## YOUR OBJECTIVE
In the records below, find the line holding "use crate::auth::Identity;" and the line holding "let post_id = path.post_uuid()?;". Set down both, with every line between them, exactly.
------ EXERCISE DATA
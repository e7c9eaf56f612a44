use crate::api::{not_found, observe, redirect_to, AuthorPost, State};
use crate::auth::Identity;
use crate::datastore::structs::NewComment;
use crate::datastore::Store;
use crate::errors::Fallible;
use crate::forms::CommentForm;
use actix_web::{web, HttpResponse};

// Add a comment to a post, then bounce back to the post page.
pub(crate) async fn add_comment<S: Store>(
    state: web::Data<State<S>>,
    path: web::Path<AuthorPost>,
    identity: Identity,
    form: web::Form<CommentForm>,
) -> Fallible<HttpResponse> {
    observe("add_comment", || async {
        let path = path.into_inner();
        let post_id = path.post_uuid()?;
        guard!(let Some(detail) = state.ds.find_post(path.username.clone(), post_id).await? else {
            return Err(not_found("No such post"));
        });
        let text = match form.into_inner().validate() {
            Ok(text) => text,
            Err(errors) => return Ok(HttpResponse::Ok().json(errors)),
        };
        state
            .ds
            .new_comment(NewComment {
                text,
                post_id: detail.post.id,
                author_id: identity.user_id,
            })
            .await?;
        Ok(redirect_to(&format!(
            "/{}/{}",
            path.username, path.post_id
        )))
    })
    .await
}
------------
## SOLUTION TO THIS EXERCISE
use crate::auth::Identity;
use crate::datastore::structs::NewComment;
use crate::datastore::Store;
use crate::errors::Fallible;
use crate::forms::CommentForm;
use actix_web::{web, HttpResponse};

// Add a comment to a post, then bounce back to the post page.
pub(crate) async fn add_comment<S: Store>(
    state: web::Data<State<S>>,
    path: web::Path<AuthorPost>,
    identity: Identity,
    form: web::Form<CommentForm>,
) -> Fallible<HttpResponse> {
    observe("add_comment", || async {
        let path = path.into_inner();
        let post_id = path.post_uuid()?;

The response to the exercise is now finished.